• _WORK INSTRUCTIONS_
Locate every line in the records below that holds the word "None" and return each one.

Records from a dataset

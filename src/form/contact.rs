//! Contact form state.
//!
//! Four required text fields. Submitting with every field filled shows a
//! confirmation toast and clears the form; submitting with a blank field is
//! blocked the way the browser blocks a `required` input. Nothing is sent
//! anywhere.
//!
//! # Example
//!
//! ```
//! use artvince_site::form::{ContactForm, Field, SubmitOutcome};
//! use artvince_site::toast::ToastQueue;
//!
//! let toasts = ToastQueue::default();
//! let form = ContactForm::new(toasts.clone());
//! form.set_field(Field::Name, "Ada");
//! form.set_field(Field::Email, "ada@example.com");
//! form.set_field(Field::Subject, "Hello");
//! form.set_field(Field::Message, "Do you teach Blender?");
//!
//! assert_eq!(form.submit(), SubmitOutcome::Sent);
//! assert_eq!(form.value(Field::Name), "");
//! assert_eq!(toasts.visible()[0].title, "Message Sent!");
//! ```

use spark_signals::{signal, Signal};

use crate::toast::ToastQueue;

pub const SENT_TITLE: &str = "Message Sent!";
pub const SENT_DESCRIPTION: &str = "We'll get back to you as soon as possible.";

/// A contact form field.
#[derive(Debug, Clone, Copy, PartialEq, Eq, Hash)]
pub enum Field {
    Name,
    Email,
    Subject,
    Message,
}

impl Field {
    /// Every field in form order.
    pub const ALL: [Field; 4] = [Field::Name, Field::Email, Field::Subject, Field::Message];

    /// Form control name and id.
    pub const fn name(&self) -> &'static str {
        match self {
            Self::Name => "name",
            Self::Email => "email",
            Self::Subject => "subject",
            Self::Message => "message",
        }
    }

    pub const fn label(&self) -> &'static str {
        match self {
            Self::Name => "Full Name",
            Self::Email => "Email Address",
            Self::Subject => "Subject",
            Self::Message => "Message",
        }
    }

    pub const fn placeholder(&self) -> &'static str {
        match self {
            Self::Name => "John Doe",
            Self::Email => "john@example.com",
            Self::Subject => "How can we help?",
            Self::Message => "Tell us more about your inquiry...",
        }
    }

    /// HTML input type; the message is a textarea.
    pub const fn input_type(&self) -> Option<&'static str> {
        match self {
            Self::Name | Self::Subject => Some("text"),
            Self::Email => Some("email"),
            Self::Message => None,
        }
    }

    pub fn from_name(name: &str) -> Option<Self> {
        Self::ALL.iter().copied().find(|f| f.name() == name)
    }

    const fn index(&self) -> usize {
        match self {
            Self::Name => 0,
            Self::Email => 1,
            Self::Subject => 2,
            Self::Message => 3,
        }
    }
}

/// Result of a submit attempt.
#[derive(Debug, Clone, PartialEq, Eq)]
pub enum SubmitOutcome {
    /// Confirmation shown and fields cleared.
    Sent,
    /// Blank required fields, in form order. Nothing changed.
    Blocked { missing: Vec<Field> },
}

/// Contact form state.
#[derive(Clone)]
pub struct ContactForm {
    values: [Signal<String>; 4],
    toasts: ToastQueue,
}

impl ContactForm {
    pub fn new(toasts: ToastQueue) -> Self {
        Self {
            values: std::array::from_fn(|_| signal(String::new())),
            toasts,
        }
    }

    pub fn value(&self, field: Field) -> String {
        self.values[field.index()].get()
    }

    pub fn signal(&self, field: Field) -> Signal<String> {
        self.values[field.index()].clone()
    }

    pub fn set_field(&self, field: Field, value: impl Into<String>) {
        self.values[field.index()].set(value.into());
    }

    /// Required fields that are still empty.
    pub fn missing(&self) -> Vec<Field> {
        Field::ALL
            .iter()
            .copied()
            .filter(|f| self.value(*f).is_empty())
            .collect()
    }

    pub fn submit(&self) -> SubmitOutcome {
        let missing = self.missing();
        if !missing.is_empty() {
            log::debug!("contact form blocked, missing {missing:?}");
            return SubmitOutcome::Blocked { missing };
        }

        log::info!("contact form submitted");
        self.toasts.show(SENT_TITLE, SENT_DESCRIPTION);
        self.clear();
        SubmitOutcome::Sent
    }

    pub fn clear(&self) {
        for value in &self.values {
            value.set(String::new());
        }
    }
}

#[cfg(test)]
mod tests {
    use super::*;

    fn setup() -> (ContactForm, ToastQueue) {
        let toasts = ToastQueue::default();
        (ContactForm::new(toasts.clone()), toasts)
    }

    fn fill(form: &ContactForm) {
        form.set_field(Field::Name, "Jane");
        form.set_field(Field::Email, "not-even-an-email");
        form.set_field(Field::Subject, "Partnership");
        form.set_field(Field::Message, "Hi");
    }

    #[test]
    fn test_submit_clears_and_toasts() {
        let (form, toasts) = setup();
        fill(&form);
        assert_eq!(form.submit(), SubmitOutcome::Sent);
        for field in Field::ALL {
            assert_eq!(form.value(field), "");
        }
        let visible = toasts.visible();
        assert_eq!(visible.len(), 1);
        assert_eq!(visible[0].title, SENT_TITLE);
        assert_eq!(visible[0].description, SENT_DESCRIPTION);
    }

    #[test]
    fn test_blank_field_blocks_submit() {
        let (form, toasts) = setup();
        fill(&form);
        form.set_field(Field::Subject, "");
        assert_eq!(
            form.submit(),
            SubmitOutcome::Blocked { missing: vec![Field::Subject] }
        );
        assert_eq!(form.value(Field::Name), "Jane");
        assert!(toasts.visible().is_empty());
    }

    #[test]
    fn test_empty_form_lists_every_field() {
        let (form, _) = setup();
        assert_eq!(
            form.submit(),
            SubmitOutcome::Blocked { missing: Field::ALL.to_vec() }
        );
    }

    #[test]
    fn test_whitespace_counts_as_filled() {
        let (form, _) = setup();
        fill(&form);
        form.set_field(Field::Message, " ");
        assert_eq!(form.submit(), SubmitOutcome::Sent);
    }

    #[test]
    fn test_field_names_roundtrip() {
        for field in Field::ALL {
            assert_eq!(Field::from_name(field.name()), Some(field));
        }
        assert_eq!(Field::from_name("phone"), None);
    }
}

• _TASK OUTPUT_
            Self::Message => None,
        assert_eq!(Field::from_name("phone"), None);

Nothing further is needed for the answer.